• **THE TASK**: Only the lines from the start of the entries through the line with "defaults except profiles" are wanted; please output them exactly.

Segment Open

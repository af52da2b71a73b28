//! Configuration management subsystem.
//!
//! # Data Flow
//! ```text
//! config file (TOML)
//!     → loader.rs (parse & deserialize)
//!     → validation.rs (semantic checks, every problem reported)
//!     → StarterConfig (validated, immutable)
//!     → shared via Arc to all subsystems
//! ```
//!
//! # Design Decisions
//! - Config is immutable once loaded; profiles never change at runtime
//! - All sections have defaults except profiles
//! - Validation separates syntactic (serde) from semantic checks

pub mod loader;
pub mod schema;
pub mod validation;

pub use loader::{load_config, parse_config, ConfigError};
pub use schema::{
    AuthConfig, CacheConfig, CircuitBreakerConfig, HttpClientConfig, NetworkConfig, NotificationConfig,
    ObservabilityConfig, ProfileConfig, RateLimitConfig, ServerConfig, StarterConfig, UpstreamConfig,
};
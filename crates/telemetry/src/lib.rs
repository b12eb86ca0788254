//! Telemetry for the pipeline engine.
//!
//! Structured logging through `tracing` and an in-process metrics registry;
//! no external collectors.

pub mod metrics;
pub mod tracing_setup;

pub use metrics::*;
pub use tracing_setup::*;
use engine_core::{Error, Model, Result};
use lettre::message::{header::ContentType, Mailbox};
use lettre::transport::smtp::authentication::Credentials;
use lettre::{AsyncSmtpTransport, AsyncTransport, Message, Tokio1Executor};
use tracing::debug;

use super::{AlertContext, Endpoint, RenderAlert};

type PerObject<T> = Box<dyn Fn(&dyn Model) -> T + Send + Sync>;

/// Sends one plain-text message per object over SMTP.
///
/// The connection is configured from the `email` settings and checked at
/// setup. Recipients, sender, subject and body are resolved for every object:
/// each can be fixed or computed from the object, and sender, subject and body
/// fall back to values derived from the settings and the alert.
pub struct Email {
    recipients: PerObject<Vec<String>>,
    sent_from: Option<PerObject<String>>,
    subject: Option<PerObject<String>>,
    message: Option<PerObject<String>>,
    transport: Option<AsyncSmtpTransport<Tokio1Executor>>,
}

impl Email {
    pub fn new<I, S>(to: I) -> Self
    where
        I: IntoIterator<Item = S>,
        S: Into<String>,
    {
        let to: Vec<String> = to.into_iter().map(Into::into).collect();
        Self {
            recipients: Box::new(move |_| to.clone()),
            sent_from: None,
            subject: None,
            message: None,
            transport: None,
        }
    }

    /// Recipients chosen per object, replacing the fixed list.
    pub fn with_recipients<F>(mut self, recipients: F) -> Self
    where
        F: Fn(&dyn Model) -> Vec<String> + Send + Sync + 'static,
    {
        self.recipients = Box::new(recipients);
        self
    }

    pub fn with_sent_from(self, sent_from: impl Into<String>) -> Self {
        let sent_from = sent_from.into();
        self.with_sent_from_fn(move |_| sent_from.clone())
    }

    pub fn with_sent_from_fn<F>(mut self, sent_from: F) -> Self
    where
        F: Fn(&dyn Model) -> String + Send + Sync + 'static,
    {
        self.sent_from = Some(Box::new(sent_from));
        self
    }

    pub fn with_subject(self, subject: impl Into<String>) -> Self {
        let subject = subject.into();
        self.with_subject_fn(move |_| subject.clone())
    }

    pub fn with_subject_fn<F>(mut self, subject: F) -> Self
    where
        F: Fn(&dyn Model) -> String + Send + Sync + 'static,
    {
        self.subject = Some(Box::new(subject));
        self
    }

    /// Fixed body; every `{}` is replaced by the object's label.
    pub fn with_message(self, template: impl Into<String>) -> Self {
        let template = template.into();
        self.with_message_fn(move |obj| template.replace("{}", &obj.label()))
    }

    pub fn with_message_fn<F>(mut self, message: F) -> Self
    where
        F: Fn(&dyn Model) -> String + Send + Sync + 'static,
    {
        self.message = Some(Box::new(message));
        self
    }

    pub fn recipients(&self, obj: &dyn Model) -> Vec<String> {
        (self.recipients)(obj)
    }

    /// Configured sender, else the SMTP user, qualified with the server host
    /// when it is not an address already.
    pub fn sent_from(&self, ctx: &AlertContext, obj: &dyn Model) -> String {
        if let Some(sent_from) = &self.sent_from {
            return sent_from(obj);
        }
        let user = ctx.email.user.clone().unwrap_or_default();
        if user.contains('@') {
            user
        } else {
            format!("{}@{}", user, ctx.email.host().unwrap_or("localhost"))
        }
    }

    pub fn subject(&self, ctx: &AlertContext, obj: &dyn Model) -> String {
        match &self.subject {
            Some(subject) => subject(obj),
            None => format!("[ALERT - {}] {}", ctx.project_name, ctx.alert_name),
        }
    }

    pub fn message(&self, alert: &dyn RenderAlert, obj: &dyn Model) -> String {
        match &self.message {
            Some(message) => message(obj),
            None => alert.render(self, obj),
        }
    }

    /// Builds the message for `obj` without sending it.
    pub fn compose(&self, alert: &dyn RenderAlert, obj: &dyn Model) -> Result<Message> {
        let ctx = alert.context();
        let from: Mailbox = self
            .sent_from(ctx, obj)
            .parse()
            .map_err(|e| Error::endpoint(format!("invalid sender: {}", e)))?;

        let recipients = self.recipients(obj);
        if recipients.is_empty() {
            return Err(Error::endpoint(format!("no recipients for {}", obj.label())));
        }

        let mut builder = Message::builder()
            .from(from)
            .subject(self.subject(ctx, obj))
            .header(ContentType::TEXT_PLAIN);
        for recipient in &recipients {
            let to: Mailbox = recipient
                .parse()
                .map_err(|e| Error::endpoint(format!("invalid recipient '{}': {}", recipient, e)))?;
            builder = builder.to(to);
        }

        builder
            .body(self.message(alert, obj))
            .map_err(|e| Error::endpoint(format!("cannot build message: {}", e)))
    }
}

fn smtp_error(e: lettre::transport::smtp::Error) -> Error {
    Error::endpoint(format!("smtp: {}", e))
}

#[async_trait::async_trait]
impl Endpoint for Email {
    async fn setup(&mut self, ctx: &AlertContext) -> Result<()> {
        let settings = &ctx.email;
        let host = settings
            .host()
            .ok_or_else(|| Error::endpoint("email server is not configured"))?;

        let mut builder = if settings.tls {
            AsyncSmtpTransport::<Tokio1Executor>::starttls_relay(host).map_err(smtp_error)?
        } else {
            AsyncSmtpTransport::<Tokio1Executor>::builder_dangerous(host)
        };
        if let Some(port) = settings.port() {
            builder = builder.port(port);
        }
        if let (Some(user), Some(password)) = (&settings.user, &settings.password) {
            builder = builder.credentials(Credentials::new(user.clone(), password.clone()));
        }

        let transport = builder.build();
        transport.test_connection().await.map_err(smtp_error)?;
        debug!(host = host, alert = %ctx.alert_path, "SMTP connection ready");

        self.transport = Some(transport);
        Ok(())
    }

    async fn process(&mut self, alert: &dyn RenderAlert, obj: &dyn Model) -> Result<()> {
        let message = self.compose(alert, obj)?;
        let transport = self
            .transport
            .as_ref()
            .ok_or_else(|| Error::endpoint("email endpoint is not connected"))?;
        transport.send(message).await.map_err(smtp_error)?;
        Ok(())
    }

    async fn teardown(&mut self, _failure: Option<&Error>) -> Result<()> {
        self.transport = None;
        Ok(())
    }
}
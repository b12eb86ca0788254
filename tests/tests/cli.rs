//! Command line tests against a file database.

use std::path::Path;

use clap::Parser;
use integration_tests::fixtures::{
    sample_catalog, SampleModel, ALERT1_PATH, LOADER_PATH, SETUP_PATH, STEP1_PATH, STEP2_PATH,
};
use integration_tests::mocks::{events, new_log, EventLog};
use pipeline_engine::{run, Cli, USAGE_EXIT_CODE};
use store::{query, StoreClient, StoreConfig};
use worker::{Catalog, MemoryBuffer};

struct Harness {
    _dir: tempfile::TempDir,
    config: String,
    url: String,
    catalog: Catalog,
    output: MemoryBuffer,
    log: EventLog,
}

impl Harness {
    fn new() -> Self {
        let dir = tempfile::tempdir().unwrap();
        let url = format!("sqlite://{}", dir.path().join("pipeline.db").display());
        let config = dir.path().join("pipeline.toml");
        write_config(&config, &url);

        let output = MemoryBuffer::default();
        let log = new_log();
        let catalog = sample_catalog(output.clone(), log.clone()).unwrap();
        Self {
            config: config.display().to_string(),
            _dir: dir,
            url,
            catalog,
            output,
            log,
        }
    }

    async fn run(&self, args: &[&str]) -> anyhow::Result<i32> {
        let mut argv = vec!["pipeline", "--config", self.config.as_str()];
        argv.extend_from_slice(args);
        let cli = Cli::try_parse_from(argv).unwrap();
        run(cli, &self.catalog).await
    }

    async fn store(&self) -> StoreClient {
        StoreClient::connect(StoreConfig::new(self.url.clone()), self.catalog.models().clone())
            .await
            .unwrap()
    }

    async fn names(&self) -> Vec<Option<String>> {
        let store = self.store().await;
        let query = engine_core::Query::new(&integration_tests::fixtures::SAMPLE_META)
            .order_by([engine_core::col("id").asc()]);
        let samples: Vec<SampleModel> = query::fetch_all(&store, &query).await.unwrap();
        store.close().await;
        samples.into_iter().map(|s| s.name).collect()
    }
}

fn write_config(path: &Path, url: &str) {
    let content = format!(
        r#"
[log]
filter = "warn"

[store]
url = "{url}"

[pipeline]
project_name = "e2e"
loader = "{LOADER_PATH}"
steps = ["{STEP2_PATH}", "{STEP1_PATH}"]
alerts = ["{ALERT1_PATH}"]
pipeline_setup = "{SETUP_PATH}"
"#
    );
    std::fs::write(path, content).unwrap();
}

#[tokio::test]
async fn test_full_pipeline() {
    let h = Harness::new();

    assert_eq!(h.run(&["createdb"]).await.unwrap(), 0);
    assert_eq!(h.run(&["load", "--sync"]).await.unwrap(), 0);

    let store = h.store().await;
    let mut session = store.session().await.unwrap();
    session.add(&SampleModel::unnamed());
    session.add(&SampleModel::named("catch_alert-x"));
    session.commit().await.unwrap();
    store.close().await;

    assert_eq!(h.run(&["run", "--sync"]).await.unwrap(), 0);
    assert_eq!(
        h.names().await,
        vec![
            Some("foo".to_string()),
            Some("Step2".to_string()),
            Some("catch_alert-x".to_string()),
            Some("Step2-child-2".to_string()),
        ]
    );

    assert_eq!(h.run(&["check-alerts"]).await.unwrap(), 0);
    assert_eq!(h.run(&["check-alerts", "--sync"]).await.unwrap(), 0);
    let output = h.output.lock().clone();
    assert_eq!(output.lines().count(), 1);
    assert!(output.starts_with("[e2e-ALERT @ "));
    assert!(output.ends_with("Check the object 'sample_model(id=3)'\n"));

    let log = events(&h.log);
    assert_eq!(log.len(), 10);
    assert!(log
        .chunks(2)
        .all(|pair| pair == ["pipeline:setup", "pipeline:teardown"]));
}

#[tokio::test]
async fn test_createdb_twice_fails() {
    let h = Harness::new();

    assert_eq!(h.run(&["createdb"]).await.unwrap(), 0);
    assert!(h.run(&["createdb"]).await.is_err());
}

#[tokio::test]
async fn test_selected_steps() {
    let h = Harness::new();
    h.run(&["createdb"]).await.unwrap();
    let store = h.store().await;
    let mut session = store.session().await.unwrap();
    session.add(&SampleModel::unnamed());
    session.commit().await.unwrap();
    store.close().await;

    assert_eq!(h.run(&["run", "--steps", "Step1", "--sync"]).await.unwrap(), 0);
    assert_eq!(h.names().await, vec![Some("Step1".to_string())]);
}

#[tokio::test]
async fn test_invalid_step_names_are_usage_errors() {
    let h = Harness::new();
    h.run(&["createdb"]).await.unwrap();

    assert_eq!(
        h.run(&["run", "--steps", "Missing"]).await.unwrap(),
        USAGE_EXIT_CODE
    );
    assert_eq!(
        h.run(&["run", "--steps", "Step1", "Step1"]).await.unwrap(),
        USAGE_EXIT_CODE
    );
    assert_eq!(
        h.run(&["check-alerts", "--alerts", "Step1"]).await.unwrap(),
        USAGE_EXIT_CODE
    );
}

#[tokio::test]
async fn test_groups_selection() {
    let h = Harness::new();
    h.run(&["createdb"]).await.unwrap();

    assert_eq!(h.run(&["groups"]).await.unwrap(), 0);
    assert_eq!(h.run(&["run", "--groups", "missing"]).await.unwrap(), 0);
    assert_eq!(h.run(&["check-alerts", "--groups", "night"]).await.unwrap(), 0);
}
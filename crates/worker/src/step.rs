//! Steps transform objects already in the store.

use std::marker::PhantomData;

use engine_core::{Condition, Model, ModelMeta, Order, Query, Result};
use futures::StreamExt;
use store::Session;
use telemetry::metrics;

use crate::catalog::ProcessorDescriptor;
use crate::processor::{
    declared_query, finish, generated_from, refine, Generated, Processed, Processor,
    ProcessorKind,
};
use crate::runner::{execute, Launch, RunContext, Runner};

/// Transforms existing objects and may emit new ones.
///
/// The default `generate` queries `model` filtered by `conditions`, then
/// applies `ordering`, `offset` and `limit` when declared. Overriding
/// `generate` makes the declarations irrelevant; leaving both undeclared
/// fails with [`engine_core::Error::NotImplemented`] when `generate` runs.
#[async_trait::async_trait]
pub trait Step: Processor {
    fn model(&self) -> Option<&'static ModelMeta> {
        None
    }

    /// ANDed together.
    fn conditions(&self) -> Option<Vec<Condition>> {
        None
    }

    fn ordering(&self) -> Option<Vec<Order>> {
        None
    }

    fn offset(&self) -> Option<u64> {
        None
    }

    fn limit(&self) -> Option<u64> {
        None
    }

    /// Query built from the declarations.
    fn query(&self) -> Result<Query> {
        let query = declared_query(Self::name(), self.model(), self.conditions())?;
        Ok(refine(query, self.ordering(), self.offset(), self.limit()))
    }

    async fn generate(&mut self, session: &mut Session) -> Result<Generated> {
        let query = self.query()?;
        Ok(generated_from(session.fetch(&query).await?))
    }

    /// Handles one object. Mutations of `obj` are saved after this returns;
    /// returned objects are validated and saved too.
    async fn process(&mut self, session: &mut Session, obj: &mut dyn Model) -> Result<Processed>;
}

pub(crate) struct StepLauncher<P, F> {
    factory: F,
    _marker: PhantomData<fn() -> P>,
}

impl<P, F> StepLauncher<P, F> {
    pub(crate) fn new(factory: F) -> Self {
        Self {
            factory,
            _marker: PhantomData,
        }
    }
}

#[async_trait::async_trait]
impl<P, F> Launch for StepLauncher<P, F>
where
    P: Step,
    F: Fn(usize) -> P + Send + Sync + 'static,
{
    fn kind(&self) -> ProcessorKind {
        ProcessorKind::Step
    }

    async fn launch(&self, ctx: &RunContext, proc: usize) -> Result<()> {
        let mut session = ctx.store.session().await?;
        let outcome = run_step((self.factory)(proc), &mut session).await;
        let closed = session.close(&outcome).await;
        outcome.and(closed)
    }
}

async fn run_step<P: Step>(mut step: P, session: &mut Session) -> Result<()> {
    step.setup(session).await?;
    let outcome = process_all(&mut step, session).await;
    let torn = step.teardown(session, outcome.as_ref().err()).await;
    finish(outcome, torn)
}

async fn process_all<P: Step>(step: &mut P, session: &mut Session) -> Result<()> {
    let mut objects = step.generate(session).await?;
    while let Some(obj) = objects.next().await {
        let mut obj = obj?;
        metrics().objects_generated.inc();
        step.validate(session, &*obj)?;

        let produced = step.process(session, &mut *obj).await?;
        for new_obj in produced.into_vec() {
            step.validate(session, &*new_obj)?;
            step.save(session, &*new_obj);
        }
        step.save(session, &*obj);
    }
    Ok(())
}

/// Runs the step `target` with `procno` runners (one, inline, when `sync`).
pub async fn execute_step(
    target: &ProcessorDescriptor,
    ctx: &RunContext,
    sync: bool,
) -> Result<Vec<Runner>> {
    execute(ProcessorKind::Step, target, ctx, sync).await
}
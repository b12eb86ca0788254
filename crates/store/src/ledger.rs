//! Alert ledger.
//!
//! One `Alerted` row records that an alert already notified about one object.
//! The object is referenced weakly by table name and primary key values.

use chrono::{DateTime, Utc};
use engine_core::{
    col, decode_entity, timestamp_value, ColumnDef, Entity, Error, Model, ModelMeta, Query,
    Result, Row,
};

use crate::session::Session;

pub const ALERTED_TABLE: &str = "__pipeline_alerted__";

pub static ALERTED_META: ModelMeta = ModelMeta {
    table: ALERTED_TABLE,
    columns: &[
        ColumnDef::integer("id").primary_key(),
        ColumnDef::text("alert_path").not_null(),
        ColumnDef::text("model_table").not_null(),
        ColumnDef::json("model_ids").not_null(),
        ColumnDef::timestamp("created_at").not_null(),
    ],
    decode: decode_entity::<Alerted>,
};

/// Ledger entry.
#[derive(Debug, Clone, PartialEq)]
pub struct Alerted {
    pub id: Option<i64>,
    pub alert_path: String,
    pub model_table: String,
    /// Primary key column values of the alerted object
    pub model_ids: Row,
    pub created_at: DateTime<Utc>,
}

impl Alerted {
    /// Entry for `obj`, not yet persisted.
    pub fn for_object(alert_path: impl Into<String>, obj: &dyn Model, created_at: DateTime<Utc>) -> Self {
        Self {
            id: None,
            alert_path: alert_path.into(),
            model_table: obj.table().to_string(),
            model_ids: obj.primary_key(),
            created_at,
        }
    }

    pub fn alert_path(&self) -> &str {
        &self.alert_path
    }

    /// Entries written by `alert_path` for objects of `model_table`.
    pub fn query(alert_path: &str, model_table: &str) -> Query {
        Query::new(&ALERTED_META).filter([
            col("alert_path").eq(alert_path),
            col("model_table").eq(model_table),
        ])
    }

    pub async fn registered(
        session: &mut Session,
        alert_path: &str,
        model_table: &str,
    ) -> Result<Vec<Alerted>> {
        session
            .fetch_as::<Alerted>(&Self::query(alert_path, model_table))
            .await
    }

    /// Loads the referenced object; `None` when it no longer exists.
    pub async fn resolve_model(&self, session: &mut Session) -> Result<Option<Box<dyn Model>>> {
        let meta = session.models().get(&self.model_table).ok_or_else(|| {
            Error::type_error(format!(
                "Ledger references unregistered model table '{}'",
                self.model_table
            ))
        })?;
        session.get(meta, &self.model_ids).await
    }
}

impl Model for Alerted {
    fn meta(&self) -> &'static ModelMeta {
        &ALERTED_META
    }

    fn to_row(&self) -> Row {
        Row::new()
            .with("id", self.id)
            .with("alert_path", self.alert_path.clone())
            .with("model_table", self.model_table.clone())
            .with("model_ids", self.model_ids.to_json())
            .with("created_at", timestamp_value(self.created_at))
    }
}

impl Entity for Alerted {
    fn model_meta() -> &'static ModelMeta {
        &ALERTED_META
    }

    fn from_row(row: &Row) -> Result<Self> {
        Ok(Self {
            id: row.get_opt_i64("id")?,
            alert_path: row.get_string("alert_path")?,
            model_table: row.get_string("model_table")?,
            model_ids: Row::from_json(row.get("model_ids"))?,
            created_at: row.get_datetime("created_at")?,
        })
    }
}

Segment Closed

• **REPLY**:
repository af52da2b71a73b28
//! Configuration management subsystem.
//!
//! # Data Flow
//! ```text
//! config file (TOML)
//!     → loader.rs (parse & deserialize)
//!     → validation.rs (semantic checks, every problem reported)
//!     → StarterConfig (validated, immutable)
//!     → shared via Arc to all subsystems
//! ```
//!
//! # Design Decisions
//! - Config is immutable once loaded; profiles never change at runtime
//! - All sections have defaults except profiles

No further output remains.